213 sayılı Vergi Usul Kanununun 7338 sayılı kanunun 38. maddesiyle değişen 339. maddesi; “Vergi ziyaına sebebiyet vermekten veya usulsüzlükten dolayı ceza kesilen ve cezası kesinleşenlere, vergi ziyaı cezasında cezanın kesinleştiği tarihi izleyen günden itibaren beşinci yılın isabet ettiği takvim yılının sonuna kadar, usulsüzlükte cezanın kesinleştiği tarihi izleyen günden itibaren ikinci yılın isabet ettiği takvim yılının sonuna kadar tekrar ceza kesilmesi durumunda, vergi ziyaı cezası yüzde elli, usulsüzlük cezası yüzde yirmibeş oranında artırılmak suretiyle uygulanır.

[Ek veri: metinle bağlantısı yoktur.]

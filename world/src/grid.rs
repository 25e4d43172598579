//! Fixed-size tile storage backing the active and staged grids.

use std::fmt;

use scroll_runner_core::{SegmentId, TileCode, TileCoordinate, TileView, COLUMNS, ROWS};

use crate::{
    error::{LoadError, OutOfBoundsError},
    segment::{SegmentParser, SegmentSource},
};

/// Dense ROWS×COLUMNS array of tile codes.
///
/// The storage never grows or shrinks; scrolling moves codes within the
/// existing buffer. Cloning yields an owned snapshot for readers that must
/// outlive the current tick.
#[derive(Clone, Debug, PartialEq, Eq)]
pub struct TileGrid {
    tiles: [[TileCode; COLUMNS]; ROWS],
}

impl TileGrid {
    /// Creates a grid filled with blank tiles.
    #[must_use]
    pub fn blank() -> Self {
        Self::from_rows([[TileCode::BLANK; COLUMNS]; ROWS])
    }

    /// Wraps pre-built rows.
    #[must_use]
    pub const fn from_rows(tiles: [[TileCode; COLUMNS]; ROWS]) -> Self {
        Self { tiles }
    }

    /// Fetches `segment` from `source` and parses it into a grid.
    pub fn load<S>(
        source: &mut S,
        segment: &SegmentId,
        parser: &SegmentParser,
    ) -> Result<Self, LoadError>
    where
        S: SegmentSource + ?Sized,
    {
        let text = source
            .fetch(segment)
            .map_err(|source| LoadError::Unavailable {
                segment: segment.clone(),
                source,
            })?;
        parser.parse(segment, &text)
    }

    /// Returns the code stored at `coordinate`.
    pub fn tile_at(&self, coordinate: TileCoordinate) -> Result<TileCode, OutOfBoundsError> {
        let (row, column) = indices(coordinate)?;
        Ok(self.tiles[row][column])
    }

    /// Resets the tile at `coordinate` to blank.
    pub fn clear_tile(&mut self, coordinate: TileCoordinate) -> Result<(), OutOfBoundsError> {
        let (row, column) = indices(coordinate)?;
        self.tiles[row][column] = TileCode::BLANK;
        Ok(())
    }

    /// Copies out the codes of column `column`, top to bottom.
    #[must_use]
    pub fn column(&self, column: usize) -> Option<[TileCode; ROWS]> {
        (column < COLUMNS).then(|| std::array::from_fn(|row| self.tiles[row][column]))
    }

    /// Copies out column 0, the next column to leave the grid.
    pub(crate) fn leading_column(&self) -> [TileCode; ROWS] {
        std::array::from_fn(|row| self.tiles[row][0])
    }

    /// Drops column 0, moves every other column one place left and writes
    /// `incoming` into the rightmost column.
    pub fn shift_left_and_append(&mut self, incoming: [TileCode; ROWS]) {
        for (row, code) in self.tiles.iter_mut().zip(incoming) {
            row.copy_within(1.., 0);
            row[COLUMNS - 1] = code;
        }
    }

    /// Borrows a read-only view of the grid.
    #[must_use]
    pub fn view(&self) -> TileView<'_> {
        TileView::new(&self.tiles)
    }

    /// Iterator over every stored tile with its coordinate, in row-major order.
    pub fn iter(&self) -> impl Iterator<Item = (TileCoordinate, TileCode)> + '_ {
        self.tiles.iter().enumerate().flat_map(|(row, codes)| {
            codes
                .iter()
                .enumerate()
                .map(move |(column, code)| (coordinate(column, row), *code))
        })
    }
}

impl Default for TileGrid {
    fn default() -> Self {
        Self::blank()
    }
}

impl fmt::Display for TileGrid {
    fn fmt(&self, f: &mut fmt::Formatter<'_>) -> fmt::Result {
        for (index, row) in self.tiles.iter().enumerate() {
            if index > 0 {
                f.write_str("\n")?;
            }
            for code in row {
                write!(f, "{}", code.as_char())?;
            }
        }
        Ok(())
    }
}

/// Builds the coordinate of a stored tile. Grid extents fit comfortably in `i32`.
pub(crate) fn coordinate(column: usize, row: usize) -> TileCoordinate {
    TileCoordinate::new(column as i32, row as i32)
}

fn indices(coordinate: TileCoordinate) -> Result<(usize, usize), OutOfBoundsError> {
    coordinate.indices().ok_or(OutOfBoundsError { coordinate })
}

#[cfg(test)]
mod tests {
    use super::*;

    fn numbered_grid() -> TileGrid {
        let mut tiles = [[TileCode::BLANK; COLUMNS]; ROWS];
        for row in tiles.iter_mut() {
            for (column, code) in row.iter_mut().enumerate() {
                *code = TileCode::new(char::from(b'0' + (column % 10) as u8));
            }
        }
        TileGrid::from_rows(tiles)
    }

    #[test]
    fn shift_moves_every_row() {
        let mut grid = numbered_grid();
        grid.shift_left_and_append([TileCode::BLOCK; ROWS]);

        for row in 0..ROWS as i32 {
            assert_eq!(
                grid.tile_at(TileCoordinate::new(0, row)),
                Ok(TileCode::new('1'))
            );
            assert_eq!(
                grid.tile_at(TileCoordinate::new(58, row)),
                Ok(TileCode::new('9'))
            );
            assert_eq!(
                grid.tile_at(TileCoordinate::new(59, row)),
                Ok(TileCode::BLOCK)
            );
        }
    }

    #[test]
    fn column_copies_top_to_bottom() {
        let mut grid = TileGrid::blank();
        grid.tiles[3][7] = TileCode::new('o');

        let column = grid.column(7).expect("column inside grid");
        assert_eq!(column[3], TileCode::new('o'));
        assert_eq!(column.iter().filter(|code| code.is_blank()).count(), ROWS - 1);
        assert!(grid.column(COLUMNS).is_none());
        assert_eq!(grid.leading_column(), [TileCode::BLANK; ROWS]);
    }

    #[test]
    fn tile_access_rejects_coordinates_outside_grid() {
        let mut grid = TileGrid::blank();
        let outside = TileCoordinate::new(-1, 0);

        assert_eq!(
            grid.tile_at(outside),
            Err(OutOfBoundsError {
                coordinate: outside
            })
        );
        assert!(grid.clear_tile(TileCoordinate::new(0, ROWS as i32)).is_err());
    }

    #[test]
    fn clear_tile_blanks_marker() {
        let mut grid = TileGrid::blank();
        grid.tiles[0][0] = TileCode::new('o');

        grid.clear_tile(TileCoordinate::new(0, 0)).unwrap();
        assert_eq!(grid.tile_at(TileCoordinate::new(0, 0)), Ok(TileCode::BLANK));
    }

    #[test]
    fn display_renders_one_line_per_row() {
        let rendered = TileGrid::blank().to_string();
        let lines: Vec<&str> = rendered.lines().collect();

        assert_eq!(lines.len(), ROWS);
        assert!(lines.iter().all(|line| line.chars().count() == COLUMNS));
    }
}
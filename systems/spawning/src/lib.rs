#![deny(
    unsafe_code,
    missing_docs,
    dead_code,
    unused_results,
    non_snake_case,
    unreachable_pub
)]

//! Spawn registry that turns marker tiles into entity construction requests.
//!
//! The registry is a dispatch table keyed by [`TileCode`]. New entity kinds
//! register a [`SpawnRule`] instead of extending a conditional, and the world
//! consults the table whenever a marker column enters the active grid.

use std::collections::BTreeMap;

use rand::Rng;
use scroll_runner_core::{AssetRef, EntityKind, SpawnRequest, TileCode, TileCoordinate};
use thiserror::Error;

const SLIME_VARIANTS: usize = 4;

/// Reasons a spawn rule cannot be registered.
#[derive(Clone, Debug, PartialEq, Eq, Error)]
pub enum RegistrationError {
    /// Blank and block tiles are terrain and never spawn entities.
    #[error("tile code {0} is reserved for terrain")]
    ReservedCode(TileCode),
    /// A rule must offer at least one asset to draw the entity with.
    #[error("spawn rule for `{0}` lists no asset variants")]
    NoVariants(EntityKind),
}

/// Construction rule describing the entity spawned from a marker tile.
#[derive(Clone, Debug, PartialEq, Eq)]
pub struct SpawnRule {
    kind: EntityKind,
    variants: Vec<AssetRef>,
}

impl SpawnRule {
    /// Creates a rule that always uses the same asset.
    #[must_use]
    pub fn new(kind: EntityKind, asset: AssetRef) -> Self {
        Self {
            kind,
            variants: vec![asset],
        }
    }

    /// Creates a rule that picks one of several assets at random per spawn.
    pub fn with_variants(
        kind: EntityKind,
        variants: Vec<AssetRef>,
    ) -> Result<Self, RegistrationError> {
        if variants.is_empty() {
            return Err(RegistrationError::NoVariants(kind));
        }
        Ok(Self { kind, variants })
    }

    /// Kind of entity the rule constructs.
    #[must_use]
    pub fn kind(&self) -> &EntityKind {
        &self.kind
    }

    /// Assets the rule chooses from.
    #[must_use]
    pub fn variants(&self) -> &[AssetRef] {
        &self.variants
    }

    /// Builds the request for an entity whose marker sits at `tile`.
    ///
    /// Rules with several variants draw one uniformly from `rng`, so the
    /// chosen asset is only reproducible under a seeded generator. Single
    /// variant rules leave the generator untouched.
    pub fn request<R>(&self, tile: TileCoordinate, rng: &mut R) -> SpawnRequest
    where
        R: Rng + ?Sized,
    {
        let index = if self.variants.len() > 1 {
            rng.gen_range(0..self.variants.len())
        } else {
            0
        };

        SpawnRequest {
            kind: self.kind.clone(),
            tile,
            position: tile.origin(),
            asset: self.variants[index].clone(),
        }
    }
}

/// Dispatch table from marker tile codes to spawn rules.
#[derive(Clone, Debug, PartialEq, Eq)]
pub struct SpawnRegistry {
    rules: BTreeMap<TileCode, SpawnRule>,
}

impl SpawnRegistry {
    /// Creates a registry without any rules.
    #[must_use]
    pub fn empty() -> Self {
        Self {
            rules: BTreeMap::new(),
        }
    }

    /// Creates the registry used by the stock game content.
    ///
    /// | code | kind | asset |
    /// |------|------|-------|
    /// | `o` | coin | `coin.gif` |
    /// | `j` | grandfather | `grandfather.png` |
    /// | `s` | slime | `slime/slime0.png` to `slime/slime3.png` |
    /// | `d` | animal | `animal/animal0.png` |
    /// | `c` | animal | `animal/animal1.png` |
    #[must_use]
    pub fn standard() -> Self {
        let mut registry = Self::empty();
        registry.insert('o', SpawnRule::new(kind("coin"), AssetRef::new("coin.gif")));
        registry.insert(
            'j',
            SpawnRule::new(kind("grandfather"), AssetRef::new("grandfather.png")),
        );
        registry.insert(
            's',
            SpawnRule {
                kind: kind("slime"),
                variants: (0..SLIME_VARIANTS)
                    .map(|index| AssetRef::new(format!("slime/slime{index}.png")))
                    .collect(),
            },
        );
        registry.insert(
            'd',
            SpawnRule::new(kind("animal"), AssetRef::new("animal/animal0.png")),
        );
        registry.insert(
            'c',
            SpawnRule::new(kind("animal"), AssetRef::new("animal/animal1.png")),
        );
        registry
    }

    /// Registers a rule for `code`, returning the rule it replaced.
    pub fn register(
        &mut self,
        code: TileCode,
        rule: SpawnRule,
    ) -> Result<Option<SpawnRule>, RegistrationError> {
        if code.is_terrain() {
            return Err(RegistrationError::ReservedCode(code));
        }
        Ok(self.rules.insert(code, rule))
    }

    /// Looks up the rule for `code`. Terrain and unmapped codes have none.
    #[must_use]
    pub fn spawn_rule_for(&self, code: TileCode) -> Option<&SpawnRule> {
        self.rules.get(&code)
    }

    /// Reports whether `code` belongs to the segment alphabet: terrain or a
    /// registered marker.
    #[must_use]
    pub fn recognizes(&self, code: TileCode) -> bool {
        code.is_terrain() || self.rules.contains_key(&code)
    }

    /// Iterator over the registered marker codes in ascending order.
    pub fn codes(&self) -> impl Iterator<Item = TileCode> + '_ {
        self.rules.keys().copied()
    }

    fn insert(&mut self, code: char, rule: SpawnRule) {
        let _ = self.rules.insert(TileCode::new(code), rule);
    }
}

impl Default for SpawnRegistry {
    fn default() -> Self {
        Self::standard()
    }
}

fn kind(name: &str) -> EntityKind {
    EntityKind::new(name)
}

Şu kadar ki, artırım tutarı kesinleşen cezadan (kesinleşen birden fazla ceza olması durumunda bunlardan tutar itibarıyla en yükseğinden) fazla olamaz.

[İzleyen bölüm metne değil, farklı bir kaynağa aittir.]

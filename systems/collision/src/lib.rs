#![deny(
    unsafe_code,
    missing_docs,
    dead_code,
    unused_results,
    non_snake_case,
    unreachable_pub
)]

//! Swept axis-aligned collision queries against static terrain.

use scroll_runner_core::{pixels_to_tile, EntityBox, PixelPosition, TileCoordinate, TileView};

/// Returns the first tile obstructing a move of `entity` to `proposed`.
///
/// The query samples every tile touched by the rectangle that covers both the
/// current box and the box at the proposed position. Columns are scanned in
/// the outer loop and rows in the inner loop, so ties resolve to the leftmost
/// column and then the topmost row. Tiles outside the grid count as
/// obstructions and are reported unclamped, letting callers tell a fall off
/// the world apart from a wall.
#[must_use]
pub fn query_collision(
    tiles: TileView<'_>,
    entity: EntityBox,
    proposed: PixelPosition,
) -> Option<TileCoordinate> {
    let swept = SweptRect::covering(entity, proposed);

    for column in swept.from_column..=swept.to_column {
        for row in swept.from_row..=swept.to_row {
            let coordinate = TileCoordinate::new(column, row);
            if is_world_edge(coordinate) || tiles.is_solid(coordinate) {
                return Some(coordinate);
            }
        }
    }

    None
}

/// Reports whether `coordinate` lies beyond the grid, as opposed to a solid
/// tile inside it.
#[must_use]
pub fn is_world_edge(coordinate: TileCoordinate) -> bool {
    !coordinate.in_bounds()
}

/// Inclusive tile range covered by a move.
#[derive(Clone, Copy, Debug, PartialEq, Eq)]
struct SweptRect {
    from_column: i32,
    from_row: i32,
    to_column: i32,
    to_row: i32,
}

impl SweptRect {
    fn covering(entity: EntityBox, proposed: PixelPosition) -> Self {
        let current = entity.position;
        let size = entity.size;

        // Sub-pixel deltas slip past tile edges without the ceiling.
        let from_column = pixels_to_tile(current.x.min(proposed.x.ceil()));
        let from_row = pixels_to_tile(current.y.min(proposed.y.ceil()));
        let to_column = pixels_to_tile(current.x.max(proposed.x) + size.width - 1.0);
        let to_row = pixels_to_tile(current.y.max(proposed.y) + size.height - 1.0);

        Self {
            from_column,
            from_row,
            to_column,
            to_row,
        }
    }
}

#[cfg(test)]
mod tests {
    use super::*;
    use scroll_runner_core::PixelSize;

    fn tile_box(x: f64, y: f64) -> EntityBox {
        EntityBox::new(PixelPosition::new(x, y), PixelSize::tile())
    }

    #[test]
    fn swept_rect_spans_both_positions() {
        let swept = SweptRect::covering(tile_box(64.0, 64.0), PixelPosition::new(96.0, 64.0));
        assert_eq!(
            swept,
            SweptRect {
                from_column: 2,
                from_row: 2,
                to_column: 3,
                to_row: 2,
            }
        );
    }

    #[test]
    fn swept_rect_rounds_proposed_origin_up() {
        let swept = SweptRect::covering(tile_box(64.0, 64.0), PixelPosition::new(63.2, 64.0));
        assert_eq!(swept.from_column, 2);
        assert_eq!(swept.to_column, 2);
    }

    #[test]
    fn world_edge_detection_matches_grid_extent() {
        assert!(is_world_edge(TileCoordinate::new(-1, 0)));
        assert!(is_world_edge(TileCoordinate::new(60, 0)));
        assert!(is_world_edge(TileCoordinate::new(0, 20)));
        assert!(!is_world_edge(TileCoordinate::new(59, 19)));
    }
}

Birinci fıkrada yer alan beş ve iki yıllık sürelerin hesabında, artırıma esas alınan cezaların kesinleşme tarihi dikkate alınır.”

Şeklinde düzenlenmiştir.           

Örnek: Mükellef (A) 2019 yılı Kurumlar vergisi beyannamesini vermediği tespit edilmiş ve söz konusu mükellefe usulsüzlük cezası ile kıyaslanmak suretiyle 5.000-TL vergi ziyaı cezası kesilmiş ve ceza 15 Ekim 2020 de kesinleşmiştir.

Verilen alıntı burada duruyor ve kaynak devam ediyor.